"What’s travelling? Is it possible to go to America???”
These were the thoughts I had at 11, when a girl in my class said she was going to Disneyland in America for the winter holidays. In contrast, my holidays in primary school consisted of staying at home, watching TV and building forts. This was the sheltered life I lived with no exposure to the world, and I only knew about life in Melbourne.
Throwback half a decade ago, I was 16 years old, embarking on my first trip overseas sans parents and leaving my humble abode - called home. My trip to Quimper, France allowed me to see a whole different way of living, cooking, education, weekends and most importantly culture. (Not to mention I celebrated my first Christmas dinner because my family doesn’t really celebrate Christmas). I felt so at home with my newfound family and I was truly sad to leave.
So why have I told you this story? Because we millennials are at our prime to explore the world, to understand different cultures. Travelling will give you a new perspective of others’ lives, and of your own life.
1. You won’t have time to travel when you’ve graduated.
Unless you're taking a gap year after you finish, when you’re out of university, with a 9-5 job, you’ll have 20 days paid leave, and 10 days sick leave. This isn’t much time if you want to fully immerse yourself in another country. I’m quite sure after 345 days of working, you’ll want to kick back and relax in a fancy 5 star hotel opposed to daily walking and sightseeing.

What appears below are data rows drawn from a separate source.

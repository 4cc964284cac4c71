//! Batched relation queries for recipe aggregates.
//!
//! Each method fetches one relation for a whole batch of owners in a single
//! query. Rows come back ordered by owner and then by the relation's own
//! sort keys; callers group them in memory (see [`super::aggregate`]).

use async_trait::async_trait;
use diesel::prelude::*;
use diesel_async::{AsyncPgConnection, RunQueryDsl};

use super::diesel_helpers::map_diesel_error;
use super::models::{
    ImageRow, IngredientNutrientRow, IngredientRow, NutrientRow, StepIngredientRow, StepRow,
    TagRow, UnitRow,
};
use super::schema::{
    ingredient_nutrients, ingredients, nutrients, recipe_images, recipe_steps, recipe_tags,
    recipe_votes, step_ingredients, tags, units,
};
use crate::domain::UserId;
use crate::domain::ports::StoreError;

/// Source of relation rows for a batch of recipes.
#[async_trait]
pub(crate) trait RelationSource: Send {
    /// `(recipe_id, tag)` pairs, tags ordered by name then id.
    async fn tags_for(&mut self, recipe_ids: &[i64]) -> Result<Vec<(i64, TagRow)>, StoreError>;

    /// Images ordered by recipe, sort order and id.
    async fn images_for(&mut self, recipe_ids: &[i64]) -> Result<Vec<ImageRow>, StoreError>;

    /// Steps ordered by recipe, sort order and id.
    async fn steps_for(&mut self, recipe_ids: &[i64]) -> Result<Vec<StepRow>, StoreError>;

    /// Step ingredients of the recipes' steps, joined with unit and
    /// ingredient, ordered by step, sort order and id.
    async fn step_ingredients_for(
        &mut self,
        recipe_ids: &[i64],
    ) -> Result<Vec<StepIngredientRow>, StoreError>;

    /// Nutrient amounts ordered by ingredient, then nutrient name.
    async fn nutrients_for(
        &mut self,
        ingredient_ids: &[i64],
    ) -> Result<Vec<IngredientNutrientRow>, StoreError>;

    /// `(recipe_id, sum)` for recipes with at least one vote.
    async fn vote_totals(
        &mut self,
        recipe_ids: &[i64],
    ) -> Result<Vec<(i64, Option<i64>)>, StoreError>;

    /// `(recipe_id, vote)` for the recipes `user` voted on.
    async fn own_votes(
        &mut self,
        user: UserId,
        recipe_ids: &[i64],
    ) -> Result<Vec<(i64, i16)>, StoreError>;
}

/// Relation queries on a PostgreSQL connection.
pub(crate) struct PgRelations<'c> {
    conn: &'c mut AsyncPgConnection,
}

impl<'c> PgRelations<'c> {
    pub(crate) fn new(conn: &'c mut AsyncPgConnection) -> Self {
        Self { conn }
    }
}

#[async_trait]
impl RelationSource for PgRelations<'_> {
    async fn tags_for(&mut self, recipe_ids: &[i64]) -> Result<Vec<(i64, TagRow)>, StoreError> {
        recipe_tags::table
            .inner_join(tags::table)
            .filter(recipe_tags::recipe_id.eq_any(recipe_ids))
            .order_by((tags::name.asc(), tags::id.asc()))
            .select((recipe_tags::recipe_id, TagRow::as_select()))
            .load(&mut *self.conn)
            .await
            .map_err(map_diesel_error)
    }

    async fn images_for(&mut self, recipe_ids: &[i64]) -> Result<Vec<ImageRow>, StoreError> {
        recipe_images::table
            .filter(recipe_images::recipe_id.eq_any(recipe_ids))
            .order_by((
                recipe_images::recipe_id.asc(),
                recipe_images::sort_order.asc(),
                recipe_images::id.asc(),
            ))
            .select(ImageRow::as_select())
            .load(&mut *self.conn)
            .await
            .map_err(map_diesel_error)
    }

    async fn steps_for(&mut self, recipe_ids: &[i64]) -> Result<Vec<StepRow>, StoreError> {
        recipe_steps::table
            .filter(recipe_steps::recipe_id.eq_any(recipe_ids))
            .order_by((
                recipe_steps::recipe_id.asc(),
                recipe_steps::sort_order.asc(),
                recipe_steps::id.asc(),
            ))
            .select(StepRow::as_select())
            .load(&mut *self.conn)
            .await
            .map_err(map_diesel_error)
    }

    async fn step_ingredients_for(
        &mut self,
        recipe_ids: &[i64],
    ) -> Result<Vec<StepIngredientRow>, StoreError> {
        let rows: Vec<(i64, f64, UnitRow, IngredientRow)> = step_ingredients::table
            .inner_join(recipe_steps::table)
            .inner_join(units::table)
            .inner_join(ingredients::table)
            .filter(recipe_steps::recipe_id.eq_any(recipe_ids))
            .order_by((
                step_ingredients::step_id.asc(),
                step_ingredients::sort_order.asc(),
                step_ingredients::id.asc(),
            ))
            .select((
                step_ingredients::step_id,
                step_ingredients::amount,
                UnitRow::as_select(),
                IngredientRow::as_select(),
            ))
            .load(&mut *self.conn)
            .await
            .map_err(map_diesel_error)?;

        Ok(rows
            .into_iter()
            .map(|(step_id, amount, unit, ingredient)| StepIngredientRow {
                step_id,
                amount,
                unit,
                ingredient,
            })
            .collect())
    }

    async fn nutrients_for(
        &mut self,
        ingredient_ids: &[i64],
    ) -> Result<Vec<IngredientNutrientRow>, StoreError> {
        let rows: Vec<(i64, f64, NutrientRow)> = ingredient_nutrients::table
            .inner_join(nutrients::table)
            .filter(ingredient_nutrients::ingredient_id.eq_any(ingredient_ids))
            .order_by((
                ingredient_nutrients::ingredient_id.asc(),
                nutrients::name.asc(),
                nutrients::id.asc(),
            ))
            .select((
                ingredient_nutrients::ingredient_id,
                ingredient_nutrients::amount,
                NutrientRow::as_select(),
            ))
            .load(&mut *self.conn)
            .await
            .map_err(map_diesel_error)?;

        Ok(rows
            .into_iter()
            .map(|(ingredient_id, amount, nutrient)| IngredientNutrientRow {
                ingredient_id,
                amount,
                nutrient,
            })
            .collect())
    }

    async fn vote_totals(
        &mut self,
        recipe_ids: &[i64],
    ) -> Result<Vec<(i64, Option<i64>)>, StoreError> {
        recipe_votes::table
            .filter(recipe_votes::recipe_id.eq_any(recipe_ids))
            .group_by(recipe_votes::recipe_id)
            .select((recipe_votes::recipe_id, diesel::dsl::sum(recipe_votes::vote)))
            .load(&mut *self.conn)
            .await
            .map_err(map_diesel_error)
    }

    async fn own_votes(
        &mut self,
        user: UserId,
        recipe_ids: &[i64],
    ) -> Result<Vec<(i64, i16)>, StoreError> {
        recipe_votes::table
            .filter(recipe_votes::user_id.eq(user.get()))
            .filter(recipe_votes::recipe_id.eq_any(recipe_ids))
            .select((recipe_votes::recipe_id, recipe_votes::vote))
            .load(&mut *self.conn)
            .await
            .map_err(map_diesel_error)
    }
}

We have the energy and the capacity to travel now, to walk, explore, climb, snorkel, bungee jump. We’re at an age where we’re absolutely fearless and feel invincible to the world. Also if you break your leg while travelling, there goes your 10 days of paid sick leave (just sayin’).
2. Travelling breaks down your prejudices towards other cultures and changes the way you interact with others.
Seeing all the fear against Muslims and Islamic culture makes me truly sad, because I had the opportunity to meet four beautiful girls from Bahrain during my recent trip to India. Living with two of them allowed me to ask them questions about the Muslim religion and see them pray each day, but ultimately what shone the most about them was their kind personalities.
I also got to understand more about Russia, Turkey, Egypt and Indian culture too just by meeting and interacting with different people. You can learn so much about another culture just by having conversations with people, and this will help you with the way you interact with people in the future - whether through jobs, travelling, or merely meeting strangers. (You can read my previous article about the types of people I met in India.)
Whether it’s through an Airbnb, an Uber conversation, or strangers you meet on daily commute - you’re sure to bump into people who will enrich your life and teach you a lesson. These can be short term friends, or you can maintain a lifelong connection with them. With all the social media available, you’ll be able to keep up with each other life, or use Skype for a quick catchup.
3. Travelling makes you realise your personal privileges and humbles you.
By seeing different countries and their way of life, you appreciate the things you have much more. One thing in particular you’ll come to realise from voyaging to developing countries is having access to clean, fresh water. A lot of countries require you to drink bottled water due to cholera. Also hot showers and proper functioning western toilets make life so much easier and comfortable. You come home with a greater sense of gratitude for the life and opportunities you have.
4. You gain more confidence in yourself and your abilities.
The challenges you face abroad - whether it’s the language barriers, no car to drive, sleeping with no mattress, hitchhiking or climbing down a vertical cliff face, these are experiences you probably won’t experience in Australia.
You’re deep in your comfort zone.
And you know what? You should always strive to do more. To constantly challenge yourself, because overcoming challenges = growth. By dealing with all these unfathomable situations, you’re able to start believing in yourself more.
5. You realise your ability to change the world.
With your qualifications, your interests, your passions - how will you actually impact and leave your mark on this Earth? When you travel, you realise some countries may not have the necessary facilities or equipment to improve their own lives. Maybe you’ll decide to move to the country you’re travelling in and start a life there. Perhaps everyone in Australia has a similar qualification and skill set to you, but you could really make a difference in another country.
Take Thankyou as a case study - whilst Daniel Flynn didn’t graduate from university, he was still able to create his own startup to make an impact in developing countries to allow people abroad to gain access to clean water. If he and his team can do this, what’s stopping you?
Travelling to France left me with wanderlust to travel again. And travel I did. China (family), Maldives (volunteering), Korea (travel), Japan (family), India (volunteering), Singapore (travel), and in two weeks - New Zealand (conference). But this still isn’t enough for me. I’m hoping to travel to England next year - and I’m starting to save up now. Because cancelling meetups with friends, stopping my love for brunches, and saving this money will be worth it when I return with more stories to tell, and experiences to share.
What’s your next dream destination, and how are you going to get there?
Nothing should stop you between you and your dreams, and I trust you to find solutions to any obstacles that pop up along at the way.